Music Reviews
Haunt the Upper Hallways

The Declining Winter Haunt the Upper Hallways

(Home Assembly) Rating - 4/10

Objectivity can be fleeting. Despite my attempts to ignore the band’s name, their snowy cover-art and even their blizzard-loving promotional video, I still hear Haunt the Upper Hallways as a wintry retreat from all civilization. Perhaps it’s unavoidable too… that this Leeds-based group’s clear admiration for cold weather should taint these compositions so. Yet when a band clings to a muse so stringently that it occupies their very identity, I have the habit of pulling back and reassessing. After all, I’m writing and you’re reading this for the music within these beautifully packaged sleeves… so I ask, why couldn't The Declining Winter trust their songs to capture and relate this winterized imagery on their own?

The answer to that question lies in wait throughout Haunt the Upper Hallways, the fourth release by Richard Adams (formerly of Hood) and his ensemble compiled from other bands. As a rising chord progression falls into circular pattern, the title track opens the disc in tense, full-band form with light cymbal taps, accompanying violin and distant voices. Besides its steady build, the track needlessly approaches six minutes and dwarfs most of the subsequent sketch-like tracks… in length if not in quality. The band fares better on focused arrangements like My Name In Ruins and Where the Severn Rivers Tread, the latter succeeds best in evoking their restlessness with shackled rattling and violins crawling over each other before the band tightens into a smooth post-rock trajectory. Despite these frigid folk tunes, the most interesting material here is the segues; Drenched, all treated layers that might’ve once been vocals and Red Brick Houses, which loops violins amid growing urgency, are unformed and explorative, representing brief reprieves from this disc’s consistent ‘cabin fever’ vibe.

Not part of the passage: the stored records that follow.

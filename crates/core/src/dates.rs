//! Lenient date parsing.
//!
//! Dates reach the validator as free-form strings written by older clients. Parsing accepts
//! ISO-8601 dates and date-times and RFC 2822 timestamps. It is deliberately lenient about
//! the calendar: any day of month from 1 to 31 is accepted and days past the end of the month
//! roll over into the next one (`2023-02-30` is 2 March 2023).
//!
//! Values without a UTC offset are read as UTC.

use chrono::{DateTime, Days, FixedOffset, NaiveDate, NaiveTime, TimeZone, Utc};
use regex::{Captures, Regex};
use std::sync::LazyLock;

static ISO_PATTERN: LazyLock<Regex> = LazyLock::new(|| {
    Regex::new(
        r"^([0-9]{4})-([0-9]{2})-([0-9]{2})(?:[Tt ]([0-9]{2}):([0-9]{2})(?::([0-9]{2})(?:[.,]([0-9]+))?)?(Z|z|[+-][0-9]{2}:?[0-9]{2})?)?$",
    )
    .expect("ISO date pattern is a valid regex")
});

/// Parses `input` into a UTC instant, or `None` if it is not a recognised date.
pub fn parse_lenient_date(input: &str) -> Option<DateTime<Utc>> {
    let input = input.trim();
    if input.is_empty() {
        return None;
    }

    if let Some(caps) = ISO_PATTERN.captures(input) {
        return from_iso_captures(&caps);
    }

    DateTime::parse_from_rfc2822(input)
        .ok()
        .map(|dt| dt.with_timezone(&Utc))
}

fn from_iso_captures(caps: &Captures<'_>) -> Option<DateTime<Utc>> {
    let year: i32 = caps[1].parse().ok()?;
    let month: u32 = caps[2].parse().ok()?;
    let day: u32 = caps[3].parse().ok()?;
    if !(1..=12).contains(&month) || !(1..=31).contains(&day) {
        return None;
    }

    // Day overflow rolls into the following month.
    let date = NaiveDate::from_ymd_opt(year, month, 1)?
        .checked_add_days(Days::new(u64::from(day - 1)))?;

    let hour = capture_u32(caps, 4)?.unwrap_or(0);
    let minute = capture_u32(caps, 5)?.unwrap_or(0);
    let second = capture_u32(caps, 6)?.unwrap_or(0);
    let nanos = match caps.get(7) {
        Some(m) => fraction_to_nanos(m.as_str())?,
        None => 0,
    };
    let time = NaiveTime::from_hms_nano_opt(hour, minute, second, nanos)?;

    let offset_secs = match caps.get(8).map(|m| m.as_str()) {
        None | Some("Z") | Some("z") => 0,
        Some(offset) => parse_offset_secs(offset)?,
    };
    let offset = FixedOffset::east_opt(offset_secs)?;

    offset
        .from_local_datetime(&date.and_time(time))
        .single()
        .map(|dt| dt.with_timezone(&Utc))
}

/// `Some(None)` when the group did not participate, `None` when it failed to parse.
fn capture_u32(caps: &Captures<'_>, idx: usize) -> Option<Option<u32>> {
    match caps.get(idx) {
        Some(m) => m.as_str().parse().ok().map(Some),
        None => Some(None),
    }
}

fn fraction_to_nanos(digits: &str) -> Option<u32> {
    if !digits.is_ascii() {
        return None;
    }
    let digits = &digits[..digits.len().min(9)];
    let value: u32 = digits.parse().ok()?;
    let scale = 10u32.checked_pow(9 - digits.len() as u32)?;
    value.checked_mul(scale)
}

fn parse_offset_secs(offset: &str) -> Option<i32> {
    let (sign, rest) = match offset.as_bytes().first()? {
        b'+' => (1, &offset[1..]),
        b'-' => (-1, &offset[1..]),
        _ => return None,
    };
    let digits: String = rest.chars().filter(|c| *c != ':').collect();
    if digits.len() != 4 {
        return None;
    }
    let hours: i32 = digits[..2].parse().ok()?;
    let minutes: i32 = digits[2..].parse().ok()?;
    if hours > 23 || minutes > 59 {
        return None;
    }

    Some(sign * (hours * 3600 + minutes * 60))
}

So why all the snow-blind overkill from The Declining Winter? Well, it’s an easy way to contextualize a lightweight album. In one respect I give props to The Declining Winter for proudly cornering their music into such a narrow and bleak framework but sadly Haunt the Upper Hallways is as one-note musically as their imagery, no more or less creative than the wintry snapshots of roadways and branches posted on their website. Most of the guitar-based tracks are claustrophobically similar and, for a disc of thirty-one minutes, this mini-album feels gratuitously over-padded. Sure, the remix of ‘Carta’ would be an appropriate finale, what with its manipulated codas providing a warmth indicative of spring (or dare I say it… the declining winter…), but it extends an uneventful six minutes and is then followed by an instrumental mix of another Haunt the Upper Hallways track. For a release of such unique proportions – a 7” bundled with a CD – where the rules are already bent in their favour, why stretch their already thin album thinner? The answer, I’ll wager, is lost in the packaging.